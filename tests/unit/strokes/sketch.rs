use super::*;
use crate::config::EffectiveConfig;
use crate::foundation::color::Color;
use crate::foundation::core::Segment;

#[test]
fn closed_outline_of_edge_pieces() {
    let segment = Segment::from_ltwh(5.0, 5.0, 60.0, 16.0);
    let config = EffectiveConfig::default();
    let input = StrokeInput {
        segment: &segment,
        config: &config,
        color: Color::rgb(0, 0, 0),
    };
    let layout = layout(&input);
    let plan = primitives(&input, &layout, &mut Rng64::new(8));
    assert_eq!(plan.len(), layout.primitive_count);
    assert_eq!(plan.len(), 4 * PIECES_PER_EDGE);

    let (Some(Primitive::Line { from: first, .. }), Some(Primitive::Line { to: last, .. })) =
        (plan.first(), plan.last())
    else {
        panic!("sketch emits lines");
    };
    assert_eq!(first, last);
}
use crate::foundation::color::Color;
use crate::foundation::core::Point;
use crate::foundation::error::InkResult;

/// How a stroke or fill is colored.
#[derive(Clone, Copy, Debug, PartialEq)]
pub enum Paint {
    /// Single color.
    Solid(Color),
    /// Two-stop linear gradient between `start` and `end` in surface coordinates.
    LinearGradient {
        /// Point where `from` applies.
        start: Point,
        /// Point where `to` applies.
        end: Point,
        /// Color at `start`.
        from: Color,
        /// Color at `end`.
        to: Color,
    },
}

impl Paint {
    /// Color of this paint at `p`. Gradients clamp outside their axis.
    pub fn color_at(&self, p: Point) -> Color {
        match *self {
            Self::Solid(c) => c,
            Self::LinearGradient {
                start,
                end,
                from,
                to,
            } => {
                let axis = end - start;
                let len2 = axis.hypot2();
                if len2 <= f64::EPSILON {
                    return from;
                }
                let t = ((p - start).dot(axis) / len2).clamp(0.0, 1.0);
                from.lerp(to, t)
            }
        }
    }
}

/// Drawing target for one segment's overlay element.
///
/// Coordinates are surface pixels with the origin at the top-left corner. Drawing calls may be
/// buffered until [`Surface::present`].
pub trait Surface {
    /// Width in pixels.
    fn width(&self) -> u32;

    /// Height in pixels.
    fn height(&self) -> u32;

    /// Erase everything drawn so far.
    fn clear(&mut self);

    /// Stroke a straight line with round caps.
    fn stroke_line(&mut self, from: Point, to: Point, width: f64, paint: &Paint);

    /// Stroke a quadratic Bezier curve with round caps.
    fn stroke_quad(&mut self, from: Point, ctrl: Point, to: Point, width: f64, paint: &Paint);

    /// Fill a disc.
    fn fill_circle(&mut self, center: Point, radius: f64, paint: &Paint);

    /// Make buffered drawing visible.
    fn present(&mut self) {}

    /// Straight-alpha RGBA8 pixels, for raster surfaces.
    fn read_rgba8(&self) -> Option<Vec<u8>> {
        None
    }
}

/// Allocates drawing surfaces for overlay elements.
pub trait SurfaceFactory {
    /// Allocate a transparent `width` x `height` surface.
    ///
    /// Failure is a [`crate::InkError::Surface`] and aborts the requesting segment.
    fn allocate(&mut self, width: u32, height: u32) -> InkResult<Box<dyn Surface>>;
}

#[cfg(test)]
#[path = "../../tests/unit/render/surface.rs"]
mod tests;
▬▬▬▬▬▬▬▬▬▬
Please output the full listing one more time, exactly.

filename tests/unit/strokes/sketch.rs
use super::*;
use crate::config::EffectiveConfig;
use crate::foundation::color::Color;
use crate::foundation::core::Segment;

#[test]
fn closed_outline_of_edge_pieces() {
    let segment = Segment::from_ltwh(5.0, 5.0, 60.0, 16.0);
    let config = EffectiveConfig::default();
    let input = StrokeInput {
        segment: &segment,
        config: &config,
        color: Color::rgb(0, 0, 0),
    };
    let layout = layout(&input);
    let plan = primitives(&input, &layout, &mut Rng64::new(8));
    assert_eq!(plan.len(), layout.primitive_count);
    assert_eq!(plan.len(), 4 * PIECES_PER_EDGE);

    let (Some(Primitive::Line { from: first, .. }), Some(Primitive::Line { to: last, .. })) =
        (plan.first(), plan.last())
    else {
        panic!("sketch emits lines");
    };
    assert_eq!(first, last);
}
use crate::foundation::color::Color;
use crate::foundation::core::Point;
use crate::foundation::error::InkResult;

/// How a stroke or fill is colored.
#[derive(Clone, Copy, Debug, PartialEq)]
pub enum Paint {
    /// Single color.
    Solid(Color),
    /// Two-stop linear gradient between `start` and `end` in surface coordinates.
    LinearGradient {
        /// Point where `from` applies.
        start: Point,
        /// Point where `to` applies.
        end: Point,
        /// Color at `start`.
        from: Color,
        /// Color at `end`.
        to: Color,
    },
}

impl Paint {
    /// Color of this paint at `p`. Gradients clamp outside their axis.
    pub fn color_at(&self, p: Point) -> Color {
        match *self {
            Self::Solid(c) => c,
            Self::LinearGradient {
                start,
                end,
                from,
                to,
            } => {
                let axis = end - start;
                let len2 = axis.hypot2();
                if len2 <= f64::EPSILON {
                    return from;
                }
                let t = ((p - start).dot(axis) / len2).clamp(0.0, 1.0);
                from.lerp(to, t)
            }
        }
    }
}

/// Drawing target for one segment's overlay element.
///
/// Coordinates are surface pixels with the origin at the top-left corner. Drawing calls may be
/// buffered until [`Surface::present`].
pub trait Surface {
    /// Width in pixels.
    fn width(&self) -> u32;

    /// Height in pixels.
    fn height(&self) -> u32;

    /// Erase everything drawn so far.
    fn clear(&mut self);

    /// Stroke a straight line with round caps.
    fn stroke_line(&mut self, from: Point, to: Point, width: f64, paint: &Paint);

    /// Stroke a quadratic Bezier curve with round caps.
    fn stroke_quad(&mut self, from: Point, ctrl: Point, to: Point, width: f64, paint: &Paint);

    /// Fill a disc.
    fn fill_circle(&mut self, center: Point, radius: f64, paint: &Paint);

    /// Make buffered drawing visible.
    fn present(&mut self) {}

    /// Straight-alpha RGBA8 pixels, for raster surfaces.
    fn read_rgba8(&self) -> Option<Vec<u8>> {
        None
    }
}

/// Allocates drawing surfaces for overlay elements.
pub trait SurfaceFactory {
    /// Allocate a transparent `width` x `height` surface.
    ///
    /// Failure is a [`crate::InkError::Surface`] and aborts the requesting segment.
    fn allocate(&mut self, width: u32, height: u32) -> InkResult<Box<dyn Surface>>;
}

#[cfg(test)]
#[path = "../../tests/unit/render/surface.rs"]
mod tests;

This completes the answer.